Beginnen wir mit ganz links: Statt eines friedlichen Aufzugs für Freiheit und Demokratie, wie ihn sich Gießens Oberbürgermeister gewünscht hatte, gab es wieder einmal von Chaoten geprägte Proteste. Es ist leider oftmals das Gleiche: Linke Gewalttäter nutzen Demonstrationen, um vor allem Polizisten mit Steinen, Flaschen, Feuerwerkskörpern und anderen Dingen anzugreifen.

Derart verteidigen sie aber nicht die Demokratie, sondern sie verletzen sie. Das fängt nicht erst bei den Gewalttaten an, sondern schon mit dem Vorhaben, Andersdenkende daran zu hindern, sich zu versammeln. Die Gewalt der linken Chaoten führt dazu, dass die Mehrheit der friedlichen Demonstranten kaum noch wahrgenommen wird, die sich für ein Land der Vielfalt und gegen Rechtsextremismus eingesetzt haben.

Aber nicht nur das. Die Gewalt überschattet auch das, was auf der anderen Seite eigentlich vor sich geht – die Inhalte der AfD-Jugend und die damit verbundenen Gefahren geraten ins Hintertreffen.

Damit sind wir bei ganz rechts.

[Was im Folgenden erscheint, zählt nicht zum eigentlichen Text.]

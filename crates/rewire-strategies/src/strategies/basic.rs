//! Basic Strategies
//!
//! Strategies that ignore the opponent entirely or look only at the current
//! turn number and their own last move.

use rand::rngs::SmallRng;
use rand::Rng;

use rewire_events::{History, Move};

use crate::Strategy;

/// Always cooperates
#[derive(Debug, Clone, Copy, Default)]
pub struct Cooperator;

impl Strategy for Cooperator {
    fn name(&self) -> &'static str {
        "Cooperator"
    }

    fn decide(&mut self, _own: &History, _opponent: &History, _rng: &mut SmallRng) -> Move {
        Move::Cooperate
    }

    fn clone_fresh(&self) -> Box<dyn Strategy> {
        Box::new(Self)
    }
}

/// Always defects
#[derive(Debug, Clone, Copy, Default)]
pub struct Defector;

impl Strategy for Defector {
    fn name(&self) -> &'static str {
        "Defector"
    }

    fn decide(&mut self, _own: &History, _opponent: &History, _rng: &mut SmallRng) -> Move {
        Move::Defect
    }

    fn clone_fresh(&self) -> Box<dyn Strategy> {
        Box::new(Self)
    }
}

/// Cooperates with a fixed probability each turn
#[derive(Debug, Clone, Copy)]
pub struct Random {
    pub cooperation_probability: f64,
}

impl Default for Random {
    fn default() -> Self {
        Self {
            cooperation_probability: 0.5,
        }
    }
}

impl Strategy for Random {
    fn name(&self) -> &'static str {
        "Random"
    }

    fn decide(&mut self, _own: &History, _opponent: &History, rng: &mut SmallRng) -> Move {
        if rng.gen::<f64>() < self.cooperation_probability {
            Move::Cooperate
        } else {
            Move::Defect
        }
    }

    fn clone_fresh(&self) -> Box<dyn Strategy> {
        Box::new(*self)
    }
}

/// Cooperates first, then alternates its own previous move
#[derive(Debug, Clone, Copy, Default)]
pub struct Alternator;

impl Strategy for Alternator {
    fn name(&self) -> &'static str {
        "Alternator"
    }

    fn decide(&mut self, own: &History, _opponent: &History, _rng: &mut SmallRng) -> Move {
        own.last().map_or(Move::Cooperate, Move::flip)
    }

    fn clone_fresh(&self) -> Box<dyn Strategy> {
        Box::new(Self)
    }
}

/// Cooperates except right after being exploited (own C against their D)
#[derive(Debug, Clone, Copy, Default)]
pub struct UsuallyCooperates;

impl Strategy for UsuallyCooperates {
    fn name(&self) -> &'static str {
        "UsuallyCooperates"
    }

    fn decide(&mut self, own: &History, opponent: &History, _rng: &mut SmallRng) -> Move {
        match (own.last(), opponent.last()) {
            (Some(Move::Cooperate), Some(Move::Defect)) => Move::Defect,
            _ => Move::Cooperate,
        }
    }

    fn clone_fresh(&self) -> Box<dyn Strategy> {
        Box::new(Self)
    }
}

/// Defects except right after exploiting (own D against their C)
#[derive(Debug, Clone, Copy, Default)]
pub struct UsuallyDefects;

impl Strategy for UsuallyDefects {
    fn name(&self) -> &'static str {
        "UsuallyDefects"
    }

    fn decide(&mut self, own: &History, opponent: &History, _rng: &mut SmallRng) -> Move {
        match (own.last(), opponent.last()) {
            (Some(Move::Defect), Some(Move::Cooperate)) => Move::Cooperate,
            _ => Move::Defect,
        }
    }

    fn clone_fresh(&self) -> Box<dyn Strategy> {
        Box::new(Self)
    }
}

/// Defects with probability `turn / 1000`, so it sours as the match goes on
#[derive(Debug, Clone, Copy, Default)]
pub struct WorseAndWorse;

impl Strategy for WorseAndWorse {
    fn name(&self) -> &'static str {
        "WorseAndWorse"
    }

    fn decide(&mut self, own: &History, _opponent: &History, rng: &mut SmallRng) -> Move {
        let turn = (own.len() + 1) as f64;
        let cooperation_probability = (1.0 - turn / 1000.0).clamp(0.0, 1.0);
        if rng.gen::<f64>() < cooperation_probability {
            Move::Cooperate
        } else {
            Move::Defect
        }
    }

    fn clone_fresh(&self) -> Box<dyn Strategy> {
        Box::new(Self)
    }
}

/// Plays C, D, D, then runs of one, two, three... cooperations each
/// closed by a single defection, so its moves never settle into a cycle
#[derive(Debug, Clone, Copy)]
pub struct AntiCycler {
    opening: usize,
    run_length: usize,
    run_played: usize,
}

const ANTI_CYCLER_OPENING: [Move; 3] = [Move::Cooperate, Move::Defect, Move::Defect];

impl Default for AntiCycler {
    fn default() -> Self {
        Self {
            opening: 0,
            run_length: 1,
            run_played: 0,
        }
    }
}

impl Strategy for AntiCycler {
    fn name(&self) -> &'static str {
        "AntiCycler"
    }

    fn decide(&mut self, _own: &History, _opponent: &History, _rng: &mut SmallRng) -> Move {
        if let Some(&mv) = ANTI_CYCLER_OPENING.get(self.opening) {
            self.opening += 1;
            return mv;
        }
        if self.run_played < self.run_length {
            self.run_played += 1;
            return Move::Cooperate;
        }
        self.run_length += 1;
        self.run_played = 0;
        Move::Defect
    }

    fn clone_fresh(&self) -> Box<dyn Strategy> {
        Box::new(Self::default())
    }
}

Denn dort steht die neue AfD-Jugendorganisation ganz sicher. Nicht nur dass ihr Vorsitzender als Rechtsextremist wohlbekannt ist, auch die Träume von einer „millionenfachen Remigration“ waren bei dem Gründungstreffen mehrfach zu vernehmen. Das ist die Höcke-Linie der „wohltemperierten Grausamkeit“. Auch die „Generation Deutschland“ gibt also nicht Anlass zur Hoffnung, dass sich die AfD in nächster Zeit mäßigen könnte. Sie sollte vielmehr ein weiterer Grund sein, über eine irgendwie geartete Zusammenarbeit mit dieser Partei gar nicht erst nachzudenken – sondern sich ihr mit friedlichen Mitteln entgegenzustellen.“

(FAZ / Kommentar von Philip Eppelsheim / mit Dank für das Verwursten)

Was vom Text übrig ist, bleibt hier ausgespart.